### Extracted entries
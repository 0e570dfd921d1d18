//! Page driver abstraction.
//!
//! The harness never talks to a browser directly. It drives a [`PageDriver`],
//! which is implemented by [`ChromiumDriver`] (CDP via chromiumoxide, feature
//! `browser`) and by [`MockDriver`], a scriptable in-memory page used by the
//! harness tests.
//!
//! Element handles are `(selector, index)` pairs and are re-resolved on every
//! use. A handle whose index no longer resolves is stale.

mod mock;

#[cfg(feature = "browser")]
mod chromium;

#[cfg(feature = "browser")]
pub use chromium::ChromiumDriver;
pub use mock::{MockDriver, MockElement, MockPage, MockReaction};

use crate::locator::Selector;
use crate::result::ProbeResult;
use async_trait::async_trait;
use serde::{Deserialize, Serialize};
use std::fmt;
use std::time::SystemTime;

/// Handle to the `index`-th match of a selector
#[derive(Debug, Clone, PartialEq, Eq, Hash, Serialize, Deserialize)]
pub struct ElementHandle {
    /// Selector the handle was resolved from
    pub selector: Selector,
    /// Position among the selector's matches
    pub index: usize,
}

impl ElementHandle {
    /// Create a new element handle
    #[must_use]
    pub const fn new(selector: Selector, index: usize) -> Self {
        Self { selector, index }
    }

    /// Handle to the first match
    #[must_use]
    pub const fn first(selector: Selector) -> Self {
        Self::new(selector, 0)
    }
}

impl fmt::Display for ElementHandle {
    fn fmt(&self, f: &mut fmt::Formatter<'_>) -> fmt::Result {
        write!(f, "{}[{}]", self.selector, self.index)
    }
}

/// Interactability of an element
#[derive(Debug, Clone, Copy, PartialEq, Eq, Default, Serialize, Deserialize)]
pub struct ElementState {
    /// Rendered with a non-zero box and not hidden by style
    pub visible: bool,
    /// Not disabled
    pub enabled: bool,
}

impl ElementState {
    /// Visible and enabled
    #[must_use]
    pub const fn clickable() -> Self {
        Self {
            visible: true,
            enabled: true,
        }
    }

    /// Whether a user could click the element
    #[must_use]
    pub const fn is_clickable(&self) -> bool {
        self.visible && self.enabled
    }
}

/// Screenshot data with metadata
#[derive(Debug, Clone)]
pub struct Screenshot {
    /// Raw PNG data
    pub data: Vec<u8>,
    /// Timestamp when screenshot was taken
    pub timestamp: SystemTime,
}

impl Screenshot {
    /// Create a new screenshot
    #[must_use]
    pub fn new(data: Vec<u8>) -> Self {
        Self {
            data,
            timestamp: SystemTime::now(),
        }
    }

    /// Get the size in bytes
    #[must_use]
    pub fn size_bytes(&self) -> usize {
        self.data.len()
    }

    /// Check if screenshot is valid (has data)
    #[must_use]
    pub fn is_valid(&self) -> bool {
        !self.data.is_empty()
    }
}

/// Browser automation driver consumed by the harness
///
/// # Implementations
///
/// - `ChromiumDriver` - CDP via chromiumoxide (feature `browser`)
/// - `MockDriver` - In-memory page for tests
#[async_trait]
pub trait PageDriver: Send + Sync + fmt::Debug {
    /// Navigate to URL and wait for the load event
    async fn navigate(&mut self, url: &str) -> ProbeResult<()>;

    /// Go back in history
    async fn back(&mut self) -> ProbeResult<()>;

    /// Get current URL
    async fn current_url(&self) -> ProbeResult<String>;

    /// Get page title
    async fn title(&self) -> ProbeResult<String>;

    /// Get `document.readyState`
    async fn ready_state(&self) -> ProbeResult<String>;

    /// Resolve every match of a selector
    async fn find_all(&self, selector: &Selector) -> ProbeResult<Vec<ElementHandle>>;

    /// Resolve the first match of a selector
    async fn find(&self, selector: &Selector) -> ProbeResult<Option<ElementHandle>> {
        Ok(self.find_all(selector).await?.into_iter().next())
    }

    /// Visibility and enabled state of an element
    async fn element_state(&self, handle: &ElementHandle) -> ProbeResult<ElementState>;

    /// Native (user-level) click
    ///
    /// Fails with `ClickIntercepted` when another element would receive the
    /// click, and with `NotInteractable` when the element is hidden or disabled.
    async fn click(&self, handle: &ElementHandle) -> ProbeResult<()>;

    /// DOM-level click (`element.click()`), bypasses hit testing
    async fn script_click(&self, handle: &ElementHandle) -> ProbeResult<()>;

    /// Scroll the element into the middle of the viewport
    async fn scroll_into_view(&self, handle: &ElementHandle) -> ProbeResult<()>;

    /// Clear an input and type text into it
    async fn clear_and_type(&self, handle: &ElementHandle, text: &str) -> ProbeResult<()>;

    /// Rendered text of an element
    async fn text(&self, handle: &ElementHandle) -> ProbeResult<String>;

    /// Attribute value of an element
    async fn attribute(&self, handle: &ElementHandle, name: &str) -> ProbeResult<Option<String>>;

    /// Execute JavaScript in page context
    async fn execute_script(&self, script: &str) -> ProbeResult<serde_json::Value>;

    /// Text of the document body
    async fn body_text(&self) -> ProbeResult<String>;

    /// Full-page PNG screenshot
    async fn screenshot(&self) -> ProbeResult<Screenshot>;

    /// Number of open windows/tabs
    async fn window_count(&self) -> ProbeResult<usize>;

    /// Close every window except the main one, returning how many were closed
    async fn close_extra_windows(&mut self) -> ProbeResult<usize>;

    /// Shut the browser down
    async fn quit(&mut self) -> ProbeResult<()>;
}

#[cfg(test)]
mod tests {
    use super::*;

    #[test]
    fn test_handle_display() {
        let handle = ElementHandle::new(Selector::css("a.card"), 3);
        assert_eq!(handle.to_string(), "css:a.card[3]");
        assert_eq!(ElementHandle::first(Selector::id("x")).index, 0);
    }

    #[test]
    fn test_element_state() {
        assert!(ElementState::clickable().is_clickable());
        assert!(!ElementState::default().is_clickable());
        let disabled = ElementState {
            visible: true,
            enabled: false,
        };
        assert!(!disabled.is_clickable());
    }

    #[test]
    fn test_screenshot_validity() {
        assert!(Screenshot::new(vec![0x89, b'P', b'N', b'G']).is_valid());
        assert!(!Screenshot::new(vec![]).is_valid());
        assert_eq!(Screenshot::new(vec![1, 2, 3]).size_bytes(), 3);
    }
}
//! devnet-transfer
//!
//! Loads a secret key from the environment (or `.env`), sends one transfer
//! (a self-transfer by default) to a Solana test network, and waits for it
//! to be confirmed.
//!
//! # Architecture Overview
//!
//! ```text
//!   .env / env var ──▶ key_loader ──▶ wallet ──┐
//!                                              ▼
//!   config (TOML + CLI) ──▶ transaction builder ──▶ submitter ──▶ classifier
//!                                 ▲                  │  ▲
//!                                 │                  ▼  │
//!                                 └──────────── RPC collaborator
//!                                                     (timeouts, failover)
//!
//!   Cross-cutting: resilience (backoff/retry/deadlines), lifecycle
//!   (Ctrl-C + run deadline → cancellation), observability (tracing, metrics)
//! ```
//!
//! stdout carries the result, stderr carries logs and failures; the exit
//! code is 0 on success and category-specific otherwise.

use std::path::{Path, PathBuf};
use std::process::ExitCode;
use std::sync::Arc;
use std::time::Duration;

use clap::Parser;

use devnet_transfer::blockchain::{ErrorClassifier, SolanaRpcClient, TransferError};
use devnet_transfer::config::{
    load_dotenv, load_or_default, validate_config, ConfigError, TransferConfig,
};
use devnet_transfer::lifecycle::{signals, Shutdown};
use devnet_transfer::observability::logging::init_logging;
use devnet_transfer::pipeline::TransferPipeline;
use devnet_transfer::report;

#[derive(Parser)]
#[command(name = "devnet-transfer")]
#[command(about = "Send one transfer to a Solana test network and wait for confirmation")]
struct Cli {
    /// Path to a TOML config file
    #[arg(short, long)]
    config: Option<PathBuf>,

    /// Recipient public key (defaults to the payer itself)
    #[arg(long)]
    to: Option<String>,

    /// Amount in lamports
    #[arg(long)]
    lamports: Option<u64>,

    /// JSON-RPC endpoint URL
    #[arg(long)]
    rpc_url: Option<String>,

    /// Environment variable holding the secret key
    #[arg(long)]
    key_env: Option<String>,

    /// Emit JSON log lines
    #[arg(long)]
    json_logs: bool,

    /// Enable verbose logging
    #[arg(short, long)]
    verbose: bool,
}

impl Cli {
    fn apply_overrides(&self, config: &mut TransferConfig) {
        if let Some(to) = &self.to {
            config.transfer.recipient = to.clone();
        }
        if let Some(lamports) = self.lamports {
            config.transfer.lamports = lamports;
        }
        if let Some(rpc_url) = &self.rpc_url {
            config.network.rpc_url = rpc_url.clone();
        }
        if let Some(key_env) = &self.key_env {
            config.key_env_var = key_env.clone();
        }
        if self.json_logs {
            config.observability.json = true;
        }
        if self.verbose {
            config.observability.log_level = "debug".to_string();
        }
    }
}

fn build_config(cli: &Cli) -> Result<TransferConfig, ConfigError> {
    load_dotenv(Path::new(".env"))?;
    let mut config = load_or_default(cli.config.as_deref())?;
    cli.apply_overrides(&mut config);
    validate_config(&config).map_err(ConfigError::Validation)?;
    Ok(config)
}

#[tokio::main]
async fn main() -> ExitCode {
    let cli = Cli::parse();

    let config = match build_config(&cli) {
        Ok(config) => config,
        Err(e) => {
            let defaults = TransferConfig::default();
            let classified = ErrorClassifier::new(&defaults.key_env_var, &defaults.network)
                .classify(&TransferError::from(e));
            let _ = report::render_failure(&classified, &mut std::io::stderr().lock());
            return ExitCode::from(classified.category.exit_code());
        }
    };

    init_logging(&config.observability);

    tracing::info!(
        version = env!("CARGO_PKG_VERSION"),
        rpc_url = %config.network.rpc_url,
        commitment = %config.network.commitment,
        max_attempts = config.retries.max_attempts,
        confirmation_timeout_secs = config.confirmation.timeout_secs,
        "devnet-transfer starting"
    );

    let shutdown = Shutdown::new();
    signals::cancel_on_ctrl_c(shutdown.clone());
    shutdown.trigger_after(Duration::from_secs(config.deadline_secs));

    let client = Arc::new(SolanaRpcClient::new(config.network.clone()));
    let pipeline = TransferPipeline::new(config, client);

    let report = pipeline.run_from_env(&shutdown.subscribe()).await;

    let stdout = std::io::stdout();
    let stderr = std::io::stderr();
    if let Err(e) = report::render(&report, &mut stdout.lock(), &mut stderr.lock()) {
        tracing::error!(error = %e, "Failed to write report");
    }

    ExitCode::from(report.exit_code())
}
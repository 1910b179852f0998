//! Lifecycle management subsystem.
//!
//! # Data Flow
//! ```text
//! Cancellation sources:
//!     signals.rs (Ctrl-C) ──┐
//!     run deadline ─────────┴→ Shutdown::trigger
//!                              → ShutdownSignal observed at every backoff
//!                                and poll suspension point
//! ```
//!
//! # Design Decisions
//! - One coordinator per run, cloned into whoever may cancel it
//! - Cancellation is level-triggered: late observers still see it

pub mod shutdown;
pub mod signals;

pub use shutdown::{Shutdown, ShutdownSignal};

### Exercise
Only one stretch is wanted, so please give again exactly the lines from the start of the data through the line containing "pub struct ElementHandle", both ends included.

### Task answer
repository 0e570dfd921d1d18
//! Page driver abstraction.
//!
//! The harness never talks to a browser directly. It drives a [`PageDriver`],
//! which is implemented by [`ChromiumDriver`] (CDP via chromiumoxide, feature
//! `browser`) and by [`MockDriver`], a scriptable in-memory page used by the
//! harness tests.
//!
//! Element handles are `(selector, index)` pairs and are re-resolved on every
//! use. A handle whose index no longer resolves is stale.

mod mock;

#[cfg(feature = "browser")]
mod chromium;

#[cfg(feature = "browser")]
pub use chromium::ChromiumDriver;
pub use mock::{MockDriver, MockElement, MockPage, MockReaction};

use crate::locator::Selector;
use crate::result::ProbeResult;
use async_trait::async_trait;
use serde::{Deserialize, Serialize};
use std::fmt;
use std::time::SystemTime;

/// Handle to the `index`-th match of a selector
#[derive(Debug, Clone, PartialEq, Eq, Hash, Serialize, Deserialize)]
pub struct ElementHandle {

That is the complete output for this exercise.